- EXERCISE GOAL:
Send back the records in full, character for character.

- PROVIDED MATERIAL:
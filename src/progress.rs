//! Progress reporting for imports and other long-running operations.
//!
//! The import coordinator pushes [`ImportProgress`] snapshots to a
//! [`ProgressCallback`] at least every 1000 messages or every 250 ms,
//! whichever comes first. Library users who don't care pass
//! [`no_progress`].
//!
//! # Example
//!
//! ```rust
//! use chatlens::progress::{ImportPhase, ImportProgress, ProgressCallback};
//! use std::sync::Arc;
//!
//! let callback: ProgressCallback = Arc::new(|progress| {
//!     if let Some(pct) = progress.percentage() {
//!         println!("{:?}: {:.1}%", progress.phase, pct);
//!     }
//! });
//!
//! callback(ImportProgress::new(ImportPhase::Parsing, 512, Some(1024), 10));
//! ```

use std::sync::Arc;

use serde::{Deserialize, Serialize};

/// Phase of an import pipeline.
#[derive(Debug, Clone, Copy, PartialEq, Eq, Serialize, Deserialize)]
#[serde(rename_all = "lowercase")]
pub enum ImportPhase {
    Sniffing,
    Parsing,
    Writing,
    Done,
}

/// A progress snapshot from an import job.
#[derive(Debug, Clone, Serialize, Deserialize)]
pub struct ImportProgress {
    /// Current pipeline phase
    pub phase: ImportPhase,

    /// Bytes consumed from the source file so far
    pub bytes_processed: u64,

    /// Total file size, if known
    pub total_bytes: Option<u64>,

    /// Messages that have passed normalization so far
    pub messages_processed: u64,

    /// Optional human-oriented note ("binding replies", …)
    #[serde(skip_serializing_if = "Option::is_none")]
    #[serde(default)]
    pub note: Option<String>,
}

impl ImportProgress {
    pub fn new(
        phase: ImportPhase,
        bytes_processed: u64,
        total_bytes: Option<u64>,
        messages_processed: u64,
    ) -> Self {
        Self {
            phase,
            bytes_processed,
            total_bytes,
            messages_processed,
            note: None,
        }
    }

    #[must_use]
    pub fn with_note(mut self, note: impl Into<String>) -> Self {
        self.note = Some(note.into());
        self
    }

    /// Returns the progress as a percentage (0.0 - 100.0), if total bytes is
    /// known.
    pub fn percentage(&self) -> Option<f64> {
        self.total_bytes.map(|total| {
            if total == 0 {
                100.0
            } else {
                (self.bytes_processed as f64 / total as f64) * 100.0
            }
        })
    }

    /// Returns whether the import has reached the terminal phase.
    pub fn is_done(&self) -> bool {
        self.phase == ImportPhase::Done
    }
}

/// Callback type for receiving progress updates.
///
/// Thread-safe; the import worker invokes it from its own thread.
pub type ProgressCallback = Arc<dyn Fn(ImportProgress) + Send + Sync>;

/// Creates a no-op progress callback.
pub fn no_progress() -> ProgressCallback {
    Arc::new(|_| {})
}

/// Creates a progress callback that prints to stderr.
///
/// Useful for CLI applications that want simple progress output.
pub fn stderr_progress() -> ProgressCallback {
    Arc::new(|progress| {
        if let Some(pct) = progress.percentage() {
            eprintln!(
                "{:?}: {:.1}% ({} messages)",
                progress.phase, pct, progress.messages_processed
            );
        }
    })
}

- WRITTEN SOLUTION:
filename src/progress.rs
//! Progress reporting for imports and other long-running operations.
//!
//! The import coordinator pushes [`ImportProgress`] snapshots to a
//! [`ProgressCallback`] at least every 1000 messages or every 250 ms,
//! whichever comes first. Library users who don't care pass
//! [`no_progress`].
//!
//! # Example
//!
//! ```rust
//! use chatlens::progress::{ImportPhase, ImportProgress, ProgressCallback};
//! use std::sync::Arc;
//!
//! let callback: ProgressCallback = Arc::new(|progress| {
//!     if let Some(pct) = progress.percentage() {
//!         println!("{:?}: {:.1}%", progress.phase, pct);
//!     }
//! });
//!
//! callback(ImportProgress::new(ImportPhase::Parsing, 512, Some(1024), 10));
//! ```

use std::sync::Arc;

use serde::{Deserialize, Serialize};

/// Phase of an import pipeline.
#[derive(Debug, Clone, Copy, PartialEq, Eq, Serialize, Deserialize)]
#[serde(rename_all = "lowercase")]
pub enum ImportPhase {
    Sniffing,
    Parsing,
    Writing,
    Done,
}

/// A progress snapshot from an import job.
#[derive(Debug, Clone, Serialize, Deserialize)]
pub struct ImportProgress {
    /// Current pipeline phase
    pub phase: ImportPhase,

    /// Bytes consumed from the source file so far
    pub bytes_processed: u64,

    /// Total file size, if known
    pub total_bytes: Option<u64>,

    /// Messages that have passed normalization so far
    pub messages_processed: u64,

    /// Optional human-oriented note ("binding replies", …)
    #[serde(skip_serializing_if = "Option::is_none")]
    #[serde(default)]
    pub note: Option<String>,
}

impl ImportProgress {
    pub fn new(
        phase: ImportPhase,
        bytes_processed: u64,
        total_bytes: Option<u64>,
        messages_processed: u64,
    ) -> Self {
        Self {
            phase,
            bytes_processed,
            total_bytes,
            messages_processed,
            note: None,
        }
    }

    #[must_use]
    pub fn with_note(mut self, note: impl Into<String>) -> Self {
        self.note = Some(note.into());
        self
    }

    /// Returns the progress as a percentage (0.0 - 100.0), if total bytes is
    /// known.
    pub fn percentage(&self) -> Option<f64> {
        self.total_bytes.map(|total| {
            if total == 0 {
                100.0
            } else {
                (self.bytes_processed as f64 / total as f64) * 100.0
            }
        })
    }

    /// Returns whether the import has reached the terminal phase.
    pub fn is_done(&self) -> bool {
        self.phase == ImportPhase::Done
    }
}

/// Callback type for receiving progress updates.
///
/// Thread-safe; the import worker invokes it from its own thread.
pub type ProgressCallback = Arc<dyn Fn(ImportProgress) + Send + Sync>;

/// Creates a no-op progress callback.
pub fn no_progress() -> ProgressCallback {
    Arc::new(|_| {})
}

/// Creates a progress callback that prints to stderr.
///
/// Useful for CLI applications that want simple progress output.
pub fn stderr_progress() -> ProgressCallback {
    Arc::new(|progress| {
        if let Some(pct) = progress.percentage() {
            eprintln!(
                "{:?}: {:.1}% ({} messages)",
                progress.phase, pct, progress.messages_processed
            );
        }
    })
}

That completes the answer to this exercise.